All entries should be printed precisely as written.

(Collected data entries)
- Opening Delimiter -

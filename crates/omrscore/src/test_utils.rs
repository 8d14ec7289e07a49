//! Shared test utilities: synthetic answer sheets and simulated photos.

use image::{GrayImage, Luma};
use rand::rngs::StdRng;
use rand::{Rng, SeedableRng};

use crate::align::warp::sample_bilinear;
use crate::layout::{FiducialSpec, LayoutConfig};

pub(crate) const PAPER: u8 = 235;
pub(crate) const OUTLINE: u8 = 90;
pub(crate) const FILL: u8 = 30;
pub(crate) const FIDUCIAL: u8 = 15;

/// Small two-block sheet: 12 questions, 4 options, 6 rows per block.
pub(crate) fn test_layout() -> LayoutConfig {
    LayoutConfig {
        name: "quiz_12q".to_string(),
        canonical_size_px: [300, 400],
        question_count: 12,
        options_per_question: 4,
        questions_per_column: 6,
        origin_px: [50.0, 90.0],
        option_pitch_px: 24.0,
        row_pitch_px: 44.0,
        column_pitch_px: 130.0,
        bubble_radius_px: 8.0,
        fiducials: Some(FiducialSpec {
            inset_px: 24.0,
            size_px: 30.0,
        }),
    }
}

/// Render a canonical sheet.
///
/// Every bubble gets a printed outline; `marks` are fully filled,
/// `half_marks` only have their lower half filled.
pub(crate) fn render_sheet(
    layout: &LayoutConfig,
    marks: &[(usize, usize)],
    half_marks: &[(usize, usize)],
) -> GrayImage {
    let [w, h] = layout.canonical_size_px;
    let mut img = GrayImage::from_pixel(w, h, Luma([PAPER]));
    let r = layout.bubble_radius_px;

    for q in 0..layout.question_count {
        for o in 0..layout.options_per_question {
            let [cx, cy] = layout.bubble_center(q, o);
            let full = marks.contains(&(q, o));
            let half = half_marks.contains(&(q, o));
            let x0 = (cx - r - 2.0).max(0.0) as u32;
            let y0 = (cy - r - 2.0).max(0.0) as u32;
            let x1 = ((cx + r + 2.0) as u32).min(w - 1);
            let y1 = ((cy + r + 2.0) as u32).min(h - 1);
            for y in y0..=y1 {
                for x in x0..=x1 {
                    let dx = x as f32 - cx;
                    let dy = y as f32 - cy;
                    let d = (dx * dx + dy * dy).sqrt();
                    if d <= r - 1.0 && (full || (half && dy >= 0.0)) {
                        img.put_pixel(x, y, Luma([FILL]));
                    } else if (d - r).abs() <= 1.5 {
                        img.put_pixel(x, y, Luma([OUTLINE]));
                    }
                }
            }
        }
    }

    if let (Some(spec), Some(centers)) = (layout.fiducials, layout.fiducial_centers()) {
        let half = spec.size_px as f64 / 2.0;
        for [fx, fy] in centers {
            let (x0, x1) = ((fx - half).ceil() as u32, (fx + half).floor() as u32);
            let (y0, y1) = ((fy - half).ceil() as u32, (fy + half).floor() as u32);
            for y in y0..=y1.min(h - 1) {
                for x in x0..=x1.min(w - 1) {
                    img.put_pixel(x, y, Luma([FIDUCIAL]));
                }
            }
        }
    }
    img
}

/// Camera placement and lighting for [`photograph`].
#[derive(Debug, Clone, Copy)]
pub(crate) struct PhotoParams {
    pub size: [u32; 2],
    /// Counter-clockwise sheet rotation in the photo (degrees).
    pub angle_deg: f64,
    /// Photo pixels per canonical pixel.
    pub scale: f64,
    /// Sheet center offset from the photo center (pixels).
    pub offset: [f64; 2],
    pub background: u8,
    /// Brightness lost from the left to the right photo edge, in [0, 1).
    pub falloff: f32,
    /// Uniform noise amplitude (gray levels), seeded.
    pub noise: u8,
    pub seed: u64,
    pub blur_sigma: f32,
}

impl Default for PhotoParams {
    fn default() -> Self {
        Self {
            size: [420, 520],
            angle_deg: 0.0,
            scale: 1.15,
            offset: [0.0, 0.0],
            background: 40,
            falloff: 0.0,
            noise: 0,
            seed: 7,
            blur_sigma: 0.8,
        }
    }
}

/// Place `sheet` on a dark background under a similarity transform, then
/// apply lighting falloff, defocus and noise.
pub(crate) fn photograph(sheet: &GrayImage, params: &PhotoParams) -> GrayImage {
    let [w, h] = params.size;
    let (sw, sh) = sheet.dimensions();
    let theta = params.angle_deg.to_radians();
    let (c, s) = (theta.cos(), theta.sin());
    let pcx = w as f64 / 2.0 + params.offset[0];
    let pcy = h as f64 / 2.0 + params.offset[1];
    let scx = (sw - 1) as f64 / 2.0;
    let scy = (sh - 1) as f64 / 2.0;

    let mut img = GrayImage::from_fn(w, h, |x, y| {
        // Inverse similarity: photo -> sheet.
        let dx = (x as f64 - pcx) / params.scale;
        let dy = (y as f64 - pcy) / params.scale;
        let u = c * dx + s * dy + scx;
        let v = -s * dx + c * dy + scy;
        let value = sample_bilinear(sheet, u as f32, v as f32)
            .map(|p| p * 255.0)
            .unwrap_or(params.background as f32);
        let light = 1.0 - params.falloff * x as f32 / w as f32;
        Luma([(value * light).round().clamp(0.0, 255.0) as u8])
    });

    if params.blur_sigma > 0.0 {
        img = imageproc::filter::gaussian_blur_f32(&img, params.blur_sigma);
    }
    if params.noise > 0 {
        let mut rng = StdRng::seed_from_u64(params.seed);
        let n = params.noise as i16;
        for p in img.pixels_mut() {
            let v = p[0] as i16 + rng.gen_range(-n..=n);
            p[0] = v.clamp(0, 255) as u8;
        }
    }
    img
}

/// Image point where the canonical sheet point `(u, v)` lands in [`photograph`].
pub(crate) fn photo_point(sheet_size: [u32; 2], params: &PhotoParams, u: f64, v: f64) -> [f64; 2] {
    let theta = params.angle_deg.to_radians();
    let (c, s) = (theta.cos(), theta.sin());
    let du = u - (sheet_size[0] - 1) as f64 / 2.0;
    let dv = v - (sheet_size[1] - 1) as f64 / 2.0;
    [
        params.size[0] as f64 / 2.0 + params.offset[0] + params.scale * (c * du - s * dv),
        params.size[1] as f64 / 2.0 + params.offset[1] + params.scale * (s * du + c * dv),
    ]
}

#[cfg(test)]
mod tests {
    use super::*;

    #[test]
    fn rendered_sheet_has_marks_where_asked() {
        let layout = test_layout();
        let sheet = render_sheet(&layout, &[(0, 1)], &[(3, 2)]);
        let [cx, cy] = layout.bubble_center(0, 1);
        assert_eq!(sheet.get_pixel(cx as u32, cy as u32)[0], FILL);
        let [cx, cy] = layout.bubble_center(0, 0);
        assert_eq!(sheet.get_pixel(cx as u32, cy as u32)[0], PAPER);
        assert_eq!(sheet.get_pixel(cx as u32 + 8, cy as u32)[0], OUTLINE);
        let [cx, cy] = layout.bubble_center(3, 2);
        assert_eq!(sheet.get_pixel(cx as u32, cy as u32 + 3)[0], FILL);
        assert_eq!(sheet.get_pixel(cx as u32, cy as u32 - 3)[0], PAPER);
        assert_eq!(sheet.get_pixel(24, 24)[0], FIDUCIAL);
    }

    #[test]
    fn photo_point_matches_photograph_mapping() {
        let layout = test_layout();
        let sheet = render_sheet(&layout, &[], &[]);
        let params = PhotoParams {
            angle_deg: 3.0,
            blur_sigma: 0.0,
            ..PhotoParams::default()
        };
        let photo = photograph(&sheet, &params);
        // Fiducial center is dark, a point just outside the sheet is background.
        let [x, y] = photo_point([300, 400], &params, 24.0, 24.0);
        assert!(photo.get_pixel(x.round() as u32, y.round() as u32)[0] < 40);
        let [x, y] = photo_point([300, 400], &params, 150.0, -10.0);
        assert_eq!(photo.get_pixel(x.round() as u32, y.round() as u32)[0], 40);
    }
}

- Closing Delimiter -

**Answer for the task**
filename crates/omrscore/src/test_utils.rs
repository 8d14ec7289e07a49
//! Shared test utilities: synthetic answer sheets and simulated photos.

use image::{GrayImage, Luma};
use rand::rngs::StdRng;
use rand::{Rng, SeedableRng};

use crate::align::warp::sample_bilinear;
use crate::layout::{FiducialSpec, LayoutConfig};

pub(crate) const PAPER: u8 = 235;
pub(crate) const OUTLINE: u8 = 90;
pub(crate) const FILL: u8 = 30;
pub(crate) const FIDUCIAL: u8 = 15;

/// Small two-block sheet: 12 questions, 4 options, 6 rows per block.
pub(crate) fn test_layout() -> LayoutConfig {
    LayoutConfig {
        name: "quiz_12q".to_string(),
        canonical_size_px: [300, 400],
        question_count: 12,
        options_per_question: 4,
        questions_per_column: 6,
        origin_px: [50.0, 90.0],
        option_pitch_px: 24.0,
        row_pitch_px: 44.0,
        column_pitch_px: 130.0,
        bubble_radius_px: 8.0,
        fiducials: Some(FiducialSpec {
            inset_px: 24.0,
            size_px: 30.0,
        }),
    }
}

/// Render a canonical sheet.
///
/// Every bubble gets a printed outline; `marks` are fully filled,
/// `half_marks` only have their lower half filled.
pub(crate) fn render_sheet(
    layout: &LayoutConfig,
    marks: &[(usize, usize)],
    half_marks: &[(usize, usize)],
) -> GrayImage {
    let [w, h] = layout.canonical_size_px;
    let mut img = GrayImage::from_pixel(w, h, Luma([PAPER]));
    let r = layout.bubble_radius_px;

    for q in 0..layout.question_count {
        for o in 0..layout.options_per_question {
            let [cx, cy] = layout.bubble_center(q, o);
            let full = marks.contains(&(q, o));
            let half = half_marks.contains(&(q, o));
            let x0 = (cx - r - 2.0).max(0.0) as u32;
            let y0 = (cy - r - 2.0).max(0.0) as u32;
            let x1 = ((cx + r + 2.0) as u32).min(w - 1);
            let y1 = ((cy + r + 2.0) as u32).min(h - 1);
            for y in y0..=y1 {
                for x in x0..=x1 {
                    let dx = x as f32 - cx;
                    let dy = y as f32 - cy;
                    let d = (dx * dx + dy * dy).sqrt();
                    if d <= r - 1.0 && (full || (half && dy >= 0.0)) {
                        img.put_pixel(x, y, Luma([FILL]));
                    } else if (d - r).abs() <= 1.5 {
                        img.put_pixel(x, y, Luma([OUTLINE]));
                    }
                }
            }
        }
    }

    if let (Some(spec), Some(centers)) = (layout.fiducials, layout.fiducial_centers()) {
        let half = spec.size_px as f64 / 2.0;
        for [fx, fy] in centers {
            let (x0, x1) = ((fx - half).ceil() as u32, (fx + half).floor() as u32);
            let (y0, y1) = ((fy - half).ceil() as u32, (fy + half).floor() as u32);
            for y in y0..=y1.min(h - 1) {
                for x in x0..=x1.min(w - 1) {
                    img.put_pixel(x, y, Luma([FIDUCIAL]));
                }
            }
        }
    }
    img
}

/// Camera placement and lighting for [`photograph`].
#[derive(Debug, Clone, Copy)]
pub(crate) struct PhotoParams {
    pub size: [u32; 2],
    /// Counter-clockwise sheet rotation in the photo (degrees).
    pub angle_deg: f64,
    /// Photo pixels per canonical pixel.
    pub scale: f64,
    /// Sheet center offset from the photo center (pixels).
    pub offset: [f64; 2],
    pub background: u8,
    /// Brightness lost from the left to the right photo edge, in [0, 1).
    pub falloff: f32,
    /// Uniform noise amplitude (gray levels), seeded.
    pub noise: u8,
    pub seed: u64,
    pub blur_sigma: f32,
}

impl Default for PhotoParams {
    fn default() -> Self {
        Self {
            size: [420, 520],
            angle_deg: 0.0,
            scale: 1.15,
            offset: [0.0, 0.0],
            background: 40,
            falloff: 0.0,
            noise: 0,
            seed: 7,
            blur_sigma: 0.8,
        }
    }
}

/// Place `sheet` on a dark background under a similarity transform, then
/// apply lighting falloff, defocus and noise.
pub(crate) fn photograph(sheet: &GrayImage, params: &PhotoParams) -> GrayImage {
    let [w, h] = params.size;
    let (sw, sh) = sheet.dimensions();
    let theta = params.angle_deg.to_radians();
    let (c, s) = (theta.cos(), theta.sin());
    let pcx = w as f64 / 2.0 + params.offset[0];
    let pcy = h as f64 / 2.0 + params.offset[1];
    let scx = (sw - 1) as f64 / 2.0;
    let scy = (sh - 1) as f64 / 2.0;

    let mut img = GrayImage::from_fn(w, h, |x, y| {
        // Inverse similarity: photo -> sheet.
        let dx = (x as f64 - pcx) / params.scale;
        let dy = (y as f64 - pcy) / params.scale;
        let u = c * dx + s * dy + scx;
        let v = -s * dx + c * dy + scy;
        let value = sample_bilinear(sheet, u as f32, v as f32)
            .map(|p| p * 255.0)
            .unwrap_or(params.background as f32);
        let light = 1.0 - params.falloff * x as f32 / w as f32;
        Luma([(value * light).round().clamp(0.0, 255.0) as u8])
    });

    if params.blur_sigma > 0.0 {
        img = imageproc::filter::gaussian_blur_f32(&img, params.blur_sigma);
    }
    if params.noise > 0 {
        let mut rng = StdRng::seed_from_u64(params.seed);
        let n = params.noise as i16;
        for p in img.pixels_mut() {
            let v = p[0] as i16 + rng.gen_range(-n..=n);
            p[0] = v.clamp(0, 255) as u8;
        }
    }
    img
}

/// Image point where the canonical sheet point `(u, v)` lands in [`photograph`].
pub(crate) fn photo_point(sheet_size: [u32; 2], params: &PhotoParams, u: f64, v: f64) -> [f64; 2] {
    let theta = params.angle_deg.to_radians();
    let (c, s) = (theta.cos(), theta.sin());
    let du = u - (sheet_size[0] - 1) as f64 / 2.0;
    let dv = v - (sheet_size[1] - 1) as f64 / 2.0;
    [
        params.size[0] as f64 / 2.0 + params.offset[0] + params.scale * (c * du - s * dv),
        params.size[1] as f64 / 2.0 + params.offset[1] + params.scale * (s * du + c * dv),
    ]
}

#[cfg(test)]
mod tests {
    use super::*;

    #[test]
    fn rendered_sheet_has_marks_where_asked() {
        let layout = test_layout();
        let sheet = render_sheet(&layout, &[(0, 1)], &[(3, 2)]);
        let [cx, cy] = layout.bubble_center(0, 1);
        assert_eq!(sheet.get_pixel(cx as u32, cy as u32)[0], FILL);
        let [cx, cy] = layout.bubble_center(0, 0);
        assert_eq!(sheet.get_pixel(cx as u32, cy as u32)[0], PAPER);
        assert_eq!(sheet.get_pixel(cx as u32 + 8, cy as u32)[0], OUTLINE);
        let [cx, cy] = layout.bubble_center(3, 2);
        assert_eq!(sheet.get_pixel(cx as u32, cy as u32 + 3)[0], FILL);
        assert_eq!(sheet.get_pixel(cx as u32, cy as u32 - 3)[0], PAPER);
        assert_eq!(sheet.get_pixel(24, 24)[0], FIDUCIAL);
    }

    #[test]
    fn photo_point_matches_photograph_mapping() {
        let layout = test_layout();
        let sheet = render_sheet(&layout, &[], &[]);
        let params = PhotoParams {
            angle_deg: 3.0,
            blur_sigma: 0.0,
            ..PhotoParams::default()
        };
        let photo = photograph(&sheet, &params);
        // Fiducial center is dark, a point just outside the sheet is background.
        let [x, y] = photo_point([300, 400], &params, 24.0, 24.0);
        assert!(photo.get_pixel(x.round() as u32, y.round() as u32)[0] < 40);
        let [x, y] = photo_point([300, 400], &params, 150.0, -10.0);
        assert_eq!(photo.get_pixel(x.round() as u32, y.round() as u32)[0], 40);
    }
}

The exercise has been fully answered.